__About this exercise__
Among the entries below, extract exactly the lines that run from the one with "if let Some(line)" through the one with "small score bonus.", both ends included.

__Stored data__

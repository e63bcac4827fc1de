use super::attackers;
use crate::analysis::warnings::{Category, CheckContext, CheckError, DeckCheck, Severity, Warning, WarningCode};
use crate::card::EnergyType;
use std::collections::BTreeSet;

/// Exposure to a single weakness and lack of interaction
pub struct MatchupCheck;

impl DeckCheck for MatchupCheck {
    fn name(&self) -> &str {
        "matchup"
    }

    fn category(&self) -> Category {
        Category::Matchup
    }

    fn run(&self, ctx: &CheckContext<'_>) -> Result<Vec<Warning>, CheckError> {
        let mut warnings = Vec::new();

        let types: BTreeSet<EnergyType> = attackers(ctx.deck)
            .flat_map(|e| e.card.types.iter().copied())
            .collect();
        if types.len() == 1 {
            let only = types.iter().next().map(|t| t.as_str()).unwrap_or_default();
            warnings.push(
                Warning::new(
                    WarningCode::SingleTypeAttackers,
                    Severity::Low,
                    format!("Every attacker is {} type", only),
                )
                .with_description("One shared weakness lets a single counter deck take every knockout cheaply.")
                .with_suggestion("Add a secondary attacker of another type")
                .with_priority(3)
                .with_impact(-3.0, 0.0, 0.0),
            );
        }

        if ctx.summary.disruption_count == 0 {
            warnings.push(
                Warning::new(WarningCode::NoDisruption, Severity::Low, "No disruption cards")
                    .with_description("Without gust or hand disruption the deck cannot pick its knockouts or slow the opponent.")
                    .with_suggestion("Add Boss's Orders or Iono")
                    .with_priority(3)
                    .with_impact(-3.0, 0.0, 0.0),
            );
        }

        Ok(warnings)
    }
}
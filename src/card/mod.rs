pub mod database;
pub mod predicates;
pub mod types;

pub use database::{CardDatabase, CardDatabaseError};
pub use types::{Ability, Attack, Card, EnergyType, Stage, Supertype, ValidationError};
//! Fun facts printed under a report. Kept apart from [`Report`] so the report
//! stays a pure function of the deck.
//!
//! [`Report`]: crate::analysis::Report

use crate::analysis::Report;
use crate::deck::Deck;
use crate::rng::TriviaRng;

const GENERAL_FACTS: &[&str] = &[
    "A 60-card deck has 386,206,920 possible opening hands.",
    "Prize cards are set aside before the first turn, so six cards are out of reach until a knockout.",
    "Going second draws a card on the first turn but usually cannot play a Supporter.",
    "Four copies of a card show up in the opening hand about 40% of the time.",
    "Most tournament decks run between 8 and 12 energy cards.",
];

/// Facts specific to this deck and its report
fn deck_facts(deck: &Deck, report: &Report) -> Vec<String> {
    let mut facts = Vec::new();

    if let Some(entry) = deck
        .creature_entries()
        .filter(|e| e.quantity > 0)
        .max_by_key(|e| e.card.max_damage())
    {
        if entry.card.max_damage() > 0 {
            facts.push(format!(
                "{} is the hardest hitter here at {} damage.",
                entry.card.name,
                entry.card.max_damage()
            ));
        }
    }

    let mulligan = report.probabilities.mulligan_rate;
    if mulligan > 0.0 && mulligan < 1.0 {
        facts.push(format!(
            "Roughly one game in {:.0} opens with a mulligan.",
            1.0 / mulligan
        ));
    }

    if let Some(line) = report.evolution_lines.first() {
        facts.push(format!(
            "The {} line runs {}-{}-{}.",
            line.key,
            line.basic_count(),
            line.stage1_count(),
            line.stage2_count()
        ));
    }

    facts
}

/// One fact chosen by `rng`, mixing deck-specific and general trivia
pub fn fun_fact(deck: &Deck, report: &Report, rng: &mut TriviaRng) -> String {
    let mut facts = deck_facts(deck, report);
    facts.extend(GENERAL_FACTS.iter().map(|f| f.to_string()));
    rng.pick(&facts)
        .cloned()
        .unwrap_or_else(|| GENERAL_FACTS[0].to_string())
}
//! Positive observations. Each one is worth a small score bonus.

use crate::analysis::evolution::LineIssue;
use crate::analysis::warnings::CheckContext;

const LOW_MULLIGAN_RATE: f64 = 0.15;
const STRONG_DRAW_SUPPORT: u32 = 8;
const STRONG_SEARCH: u32 = 4;
const FAST_SETUP: f64 = 0.7;

/// Human-readable strengths, in a fixed order
pub fn find_strengths(ctx: &CheckContext<'_>) -> Vec<String> {
    let mut strengths = Vec::new();
    let summary = ctx.summary;
    let probabilities = ctx.probabilities;

    if summary.basic_count > 0 && probabilities.mulligan_rate < LOW_MULLIGAN_RATE {
        strengths.push(format!(
            "Low mulligan rate ({:.1}%)",
            probabilities.mulligan_rate * 100.0
        ));
    }
    if summary.draw_support_count >= STRONG_DRAW_SUPPORT {
        strengths.push(format!("Strong draw support ({} cards)", summary.draw_support_count));
    }
    if summary.search_count >= STRONG_SEARCH {
        strengths.push(format!("Plenty of search ({} cards)", summary.search_count));
    }
    if !ctx.lines.is_empty() && ctx.lines.iter().all(|l| l.issue == LineIssue::Complete) {
        strengths.push("Every evolution line is complete".to_string());
    }
    if summary.basic_energy_types.len() == 1 {
        strengths.push(format!(
            "Focused {} energy base",
            summary.basic_energy_types[0].as_str()
        ));
    }
    if let Some(setup) = probabilities.setup_on(2) {
        if setup >= FAST_SETUP {
            strengths.push(format!("Fast setup ({:.0}% by turn 2)", setup * 100.0));
        }
    }
    let strong_attacker = ctx
        .deck
        .creature_entries()
        .filter(|e| e.quantity > 0)
        .map(|e| (e.card.name.as_str(), e.card.max_damage()))
        .find(|(_, damage)| *damage >= ctx.config.strong_attack_damage);
    if let Some((name, damage)) = strong_attacker {
        strengths.push(format!("{} hits for {}", name, damage));
    }
    if summary.skip_count > 0 && ctx.lines.iter().any(|l| l.stage2.is_some()) {
        strengths.push("Evolution-skip cards back the Stage 2 line".to_string());
    }

    strengths
}
use criterion::{black_box, criterion_group, criterion_main, Criterion};
use deck_analyzer::analysis::probability::{prob_at_least, prob_none};
use deck_analyzer::analysis::Analyzer;
use deck_analyzer::card::CardDatabase;
use deck_analyzer::deck::{load_deck, parse_deck_file};

const CARDS: &str = concat!(env!("CARGO_MANIFEST_DIR"), "/decks/cards.json");
const DECK: &str = concat!(env!("CARGO_MANIFEST_DIR"), "/decks/charizard.txt");

fn benchmark_single_deck(c: &mut Criterion) {
    let db = CardDatabase::from_file(CARDS).expect("Failed to load cards");
    let deck = load_deck(DECK, Some(&db)).expect("Failed to parse deck");
    let analyzer = Analyzer::default();

    c.bench_function("analyze_charizard", |b| {
        b.iter(|| analyzer.analyze(black_box(&deck)))
    });
}

fn benchmark_batch(c: &mut Criterion) {
    let db = CardDatabase::from_file(CARDS).expect("Failed to load cards");
    let deck = load_deck(DECK, Some(&db)).expect("Failed to parse deck");
    let decks = vec![deck; 100];
    let analyzer = Analyzer::default();

    c.bench_function("analyze_batch_100", |b| {
        b.iter(|| analyzer.analyze_batch(black_box(&decks)))
    });
}

fn benchmark_probabilities(c: &mut Criterion) {
    c.bench_function("hypergeometric", |b| {
        b.iter(|| {
            let none = prob_none(black_box(60), black_box(12), black_box(7));
            let tail = prob_at_least(black_box(60), black_box(12), black_box(12), black_box(3));
            none + tail
        })
    });
}

fn benchmark_deck_parsing(c: &mut Criterion) {
    let db = CardDatabase::from_file(CARDS).expect("Failed to load cards");

    c.bench_function("parse_deck_file", |b| {
        b.iter(|| parse_deck_file(black_box(DECK), black_box(&db)))
    });
}

criterion_group!(
    benches,
    benchmark_single_deck,
    benchmark_batch,
    benchmark_probabilities,
    benchmark_deck_parsing
);
criterion_main!(benches);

__Output__
    if let Some(line) = report.evolution_lines.first() {
        facts.push(format!(
            "The {} line runs {}-{}-{}.",
            line.key,
            line.basic_count(),
            line.stage1_count(),
            line.stage2_count()
        ));
    }

    facts
}

/// One fact chosen by `rng`, mixing deck-specific and general trivia
pub fn fun_fact(deck: &Deck, report: &Report, rng: &mut TriviaRng) -> String {
    let mut facts = deck_facts(deck, report);
    facts.extend(GENERAL_FACTS.iter().map(|f| f.to_string()));
    rng.pick(&facts)
        .cloned()
        .unwrap_or_else(|| GENERAL_FACTS[0].to_string())
}
//! Positive observations. Each one is worth a small score bonus.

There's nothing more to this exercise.